Our confusion about marriage reflects our new idea of it, which is a rather strange one from a historical point of view. For ages a matter of practical necessity and survival for ourselves and our offspring, marriage is now determined by modern vain expectations: “happiness,” “personal fulfillment,” “what you deserve.” There is tremendous irony in the fact that, although in the past people were much less free than us, nevertheless their more limited circumstances were more conducive to healthy and satisfying relationships. As I put it a little while back in this magazine,

Where in the past, relationships were determined by need and certain customs that had grown up around it, this is no longer so, or anyway, not nearly to the degree that it used to be. Now the individual and his choices are sovereign. But given the egotism and inconstancy of human nature, this approach does not work. A great many people end up alone.

In the past, people were born into a culture from whose moral customs they’d deviate at their peril. A couple who had a child out of wedlock, for example, would be shamed by their fellows. Quite an unpleasant experience that certainly was, and yet not necessarily unjust, because negative emotions like shame and disgust serve to uphold moral and therefore social order. To eschew these in the name of “self-esteem,” “tolerance,” “inclusion,” and the like progressive therapeutic concepts is destructive.

Similarly, it is when spouses remain together (even if only for the children’s sake) despite having daunting obstacles to overcome that the unique value of marital duty is most evident. The problem today is that our laws are antipathetic to this. As West says, “Marriage loses its significance when the mother knows she will probably receive custody and child support if she expels the father from the house.”

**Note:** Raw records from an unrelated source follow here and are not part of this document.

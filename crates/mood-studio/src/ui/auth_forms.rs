use eframe::egui::{self, RichText};

use crate::app::Page;
use crate::auth::Auth;
use crate::error::AuthError;
use crate::model::{SignUpForm, UserSession};
use crate::task::Spawner;
use crate::transport::Transport;

use super::{error_label, notice_label, Pending};

const FORM_WIDTH: f32 = 320.0;

fn password_field(ui: &mut egui::Ui, hint: &str, value: &mut String, visible: &mut bool) {
    ui.horizontal(|ui| {
        ui.add(
            egui::TextEdit::singleline(value)
                .hint_text(hint)
                .password(!*visible)
                .desired_width(FORM_WIDTH - 40.0),
        );
        if ui.small_button(if *visible { "🙈" } else { "👁" }).clicked() {
            *visible = !*visible;
        }
    });
}

fn text_field(ui: &mut egui::Ui, hint: &str, value: &mut String) {
    ui.add(egui::TextEdit::singleline(value).hint_text(hint).desired_width(FORM_WIDTH));
}

pub struct SignInView<T> {
    auth: Auth<T>,
    spawner: Spawner,
    username: String,
    password: String,
    show_password: bool,
    pending: Pending<Result<UserSession, AuthError>>,
    error: Option<String>,
    notice: Option<String>,
}

impl<T: Transport + 'static> SignInView<T> {
    pub fn new(auth: Auth<T>, spawner: Spawner) -> Self {
        Self {
            auth,
            spawner,
            username: String::new(),
            password: String::new(),
            show_password: false,
            pending: Pending::default(),
            error: None,
            notice: None,
        }
    }

    pub fn set_notice(&mut self, notice: impl Into<String>) {
        self.notice = Some(notice.into());
    }

    pub fn submit(&mut self) {
        if self.pending.is_waiting() {
            return;
        }
        self.error = None;
        let auth = self.auth.clone();
        let (username, password) = (self.username.clone(), self.password.clone());
        self.pending
            .start(&self.spawner, async move { auth.sign_in(&username, &password).await });
    }

    pub fn poll(&mut self) -> Option<Page> {
        match self.pending.take()? {
            Ok(_) => {
                self.password.clear();
                self.notice = None;
                Some(Page::Studio)
            }
            Err(e) => {
                self.error = Some(e.to_string());
                None
            }
        }
    }

    pub fn show(&mut self, ui: &mut egui::Ui) -> Option<Page> {
        let go = self.poll();
        ui.vertical_centered(|ui| {
            ui.set_max_width(FORM_WIDTH);
            ui.heading(RichText::new("Sign In").size(24.0));
            notice_label(ui, self.notice.as_deref());
            error_label(ui, self.error.as_deref());
            text_field(ui, "Username", &mut self.username);
            password_field(ui, "Password", &mut self.password, &mut self.show_password);
            let busy = self.pending.is_waiting();
            if ui
                .add_enabled(!busy, egui::Button::new(if busy { "Signing in..." } else { "Sign In" }))
                .clicked()
            {
                self.submit();
            }
        });
        go
    }
}

pub struct SignUpView<T> {
    auth: Auth<T>,
    spawner: Spawner,
    form: SignUpForm,
    show_password: bool,
    show_confirm: bool,
    pending: Pending<Result<UserSession, AuthError>>,
    error: Option<String>,
    handoff: Option<String>,
}

impl<T: Transport + 'static> SignUpView<T> {
    pub fn new(auth: Auth<T>, spawner: Spawner) -> Self {
        Self {
            auth,
            spawner,
            form: SignUpForm::default(),
            show_password: false,
            show_confirm: false,
            pending: Pending::default(),
            error: None,
            handoff: None,
        }
    }

    pub fn submit(&mut self) {
        if self.pending.is_waiting() {
            return;
        }
        self.error = None;
        let auth = self.auth.clone();
        let form = self.form.clone();
        self.pending
            .start(&self.spawner, async move { auth.sign_up(&form).await });
    }

    /// Message for the sign-in page after the account was created but the
    /// automatic sign-in did not go through.
    pub fn take_handoff(&mut self) -> Option<String> {
        self.handoff.take()
    }

    pub fn poll(&mut self) -> Option<Page> {
        match self.pending.take()? {
            Ok(_) => {
                self.form = SignUpForm::default();
                Some(Page::Studio)
            }
            Err(AuthError::AutoSignInFailed) => {
                self.handoff = Some(AuthError::AutoSignInFailed.to_string());
                self.form = SignUpForm::default();
                Some(Page::SignIn)
            }
            Err(e) => {
                self.error = Some(e.to_string());
                None
            }
        }
    }

    pub fn show(&mut self, ui: &mut egui::Ui) -> Option<Page> {
        let go = self.poll();
        ui.vertical_centered(|ui| {
            ui.set_max_width(FORM_WIDTH);
            ui.heading(RichText::new("Sign Up").size(24.0));
            error_label(ui, self.error.as_deref());
            text_field(ui, "Full Name", &mut self.form.full_name);
            text_field(ui, "Username", &mut self.form.username);
            text_field(ui, "Email", &mut self.form.email);
            password_field(ui, "Password", &mut self.form.password, &mut self.show_password);
            password_field(ui, "Confirm Password", &mut self.form.confirm_password, &mut self.show_confirm);
            let busy = self.pending.is_waiting();
            if ui
                .add_enabled(!busy, egui::Button::new(if busy { "Creating account..." } else { "Sign Up" }))
                .clicked()
            {
                self.submit();
            }
        });
        go
    }
}

#[cfg(all(test, not(target_arch = "wasm32")))]
mod tests {
    use std::rc::Rc;

    use super::*;
    use crate::api::ApiClient;
    use crate::config::ApiConfig;
    use crate::state::AppState;
    use crate::storage::Storage;
    use crate::task::TaskRunner;
    use crate::transport::stub::{json_reply, StubTransport};
    use crate::transport::Method;
    use serde_json::json;

    fn auth(stub: &StubTransport) -> (Auth<StubTransport>, AppState) {
        let state = AppState::load(Storage::in_memory());
        let client = Rc::new(ApiClient::new(ApiConfig::new(Some("http://api.test")), stub.clone()));
        (Auth::new(client, state.clone()), state)
    }

    fn user_reply() -> serde_json::Value {
        json!({ "user": { "id": 2, "fullName": "Grace Hopper", "username": "grace", "email": "g@navy.mil" } })
    }

    #[test]
    fn sign_in_goes_to_studio() {
        let mut runner = TaskRunner::new();
        let stub = StubTransport::default();
        stub.on(Method::Post, "/signin", json_reply(200, &user_reply()));
        let (auth, state) = auth(&stub);
        let mut view = SignInView::new(auth, runner.spawner());
        view.username = "grace".into();
        view.password = "cobol".into();

        view.submit();
        runner.run_until_stalled();
        assert_eq!(view.poll(), Some(Page::Studio));
        assert_eq!(state.username().as_deref(), Some("grace"));
        assert!(view.password.is_empty());
    }

    #[test]
    fn sign_in_error_stays_on_page() {
        let mut runner = TaskRunner::new();
        let (auth, _) = auth(&StubTransport::default());
        let mut view = SignInView::new(auth, runner.spawner());

        view.submit();
        runner.run_until_stalled();
        assert_eq!(view.poll(), None);
        assert_eq!(view.error.as_deref(), Some("All fields are mandatory."));
        assert!(!view.pending.is_waiting());
    }

    #[test]
    fn failed_auto_sign_in_routes_to_sign_in_with_message() {
        let mut runner = TaskRunner::new();
        let stub = StubTransport::default();
        stub.on(Method::Post, "/signup", json_reply(201, &json!({ "message": "created" })));
        stub.on(Method::Post, "/signin", json_reply(503, &json!({})));
        let (auth, _) = auth(&stub);
        let mut view = SignUpView::new(auth, runner.spawner());
        view.form = SignUpForm {
            full_name: "Grace Hopper".into(),
            username: "grace".into(),
            email: "g@navy.mil".into(),
            password: "cobol".into(),
            confirm_password: "cobol".into(),
        };

        view.submit();
        runner.run_until_stalled();
        assert_eq!(view.poll(), Some(Page::SignIn));
        assert_eq!(
            view.take_handoff().as_deref(),
            Some("Signup successful! Please sign in manually.")
        );
        assert_eq!(view.take_handoff(), None);
    }

    #[test]
    fn mismatched_passwords_show_inline() {
        let mut runner = TaskRunner::new();
        let stub = StubTransport::default();
        let (auth, _) = auth(&stub);
        let mut view = SignUpView::new(auth, runner.spawner());
        view.form = SignUpForm {
            full_name: "Grace Hopper".into(),
            username: "grace".into(),
            email: "g@navy.mil".into(),
            password: "cobol".into(),
            confirm_password: "fortran".into(),
        };

        view.submit();
        runner.run_until_stalled();
        assert_eq!(view.poll(), None);
        assert_eq!(view.error.as_deref(), Some("Passwords do not match."));
        assert!(stub.calls().is_empty());
    }
}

The trouble with the individualistic approach to marriage and the family is that it produces an illusion of self-sufficiency, which functions to obscure how essential a sense of duty to others is to human life. Far from being agents who always are capable of choosing their own fate, we all just appear in the world without having asked to be born. Then, until adulthood, we are ruled by our parents or guardians. From beginning to end we depend on others as we strive to meet our needs and desires. And since events are uncertain, we never know when our natural vulnerability painfully will emerge, though that it will at some time or other there is no doubt. In old age, we return to something like our initial state of profound dependence. And of course, for many of us that state comes much sooner. Indeed, there are persons for whom it marks the whole of life.

In the past, a sense of duty to one another was built into the culture, in a reflection of shared religious mores. But when those shared religious mores are replaced by “rights” and an individualist perspective generally, such a sense of duty becomes more and more elusive. As a concept, the new perspective is contrary to the requisite check on individual volition that is central to the old virtue. Yet the greatest difficulty by far has to do with human psychology. Acting on a sense of duty to other people involves a certain affective motivation. The person who does so regularly has made it a habit, a vital part of himself. We are dealing here with a kind of cultural practice, and it’s not necessarily something that mere reason will prompt us to do. For good conduct is only minimally a result of reading and writing and argumentation. It’s all in the doing, from which it derives, in the main.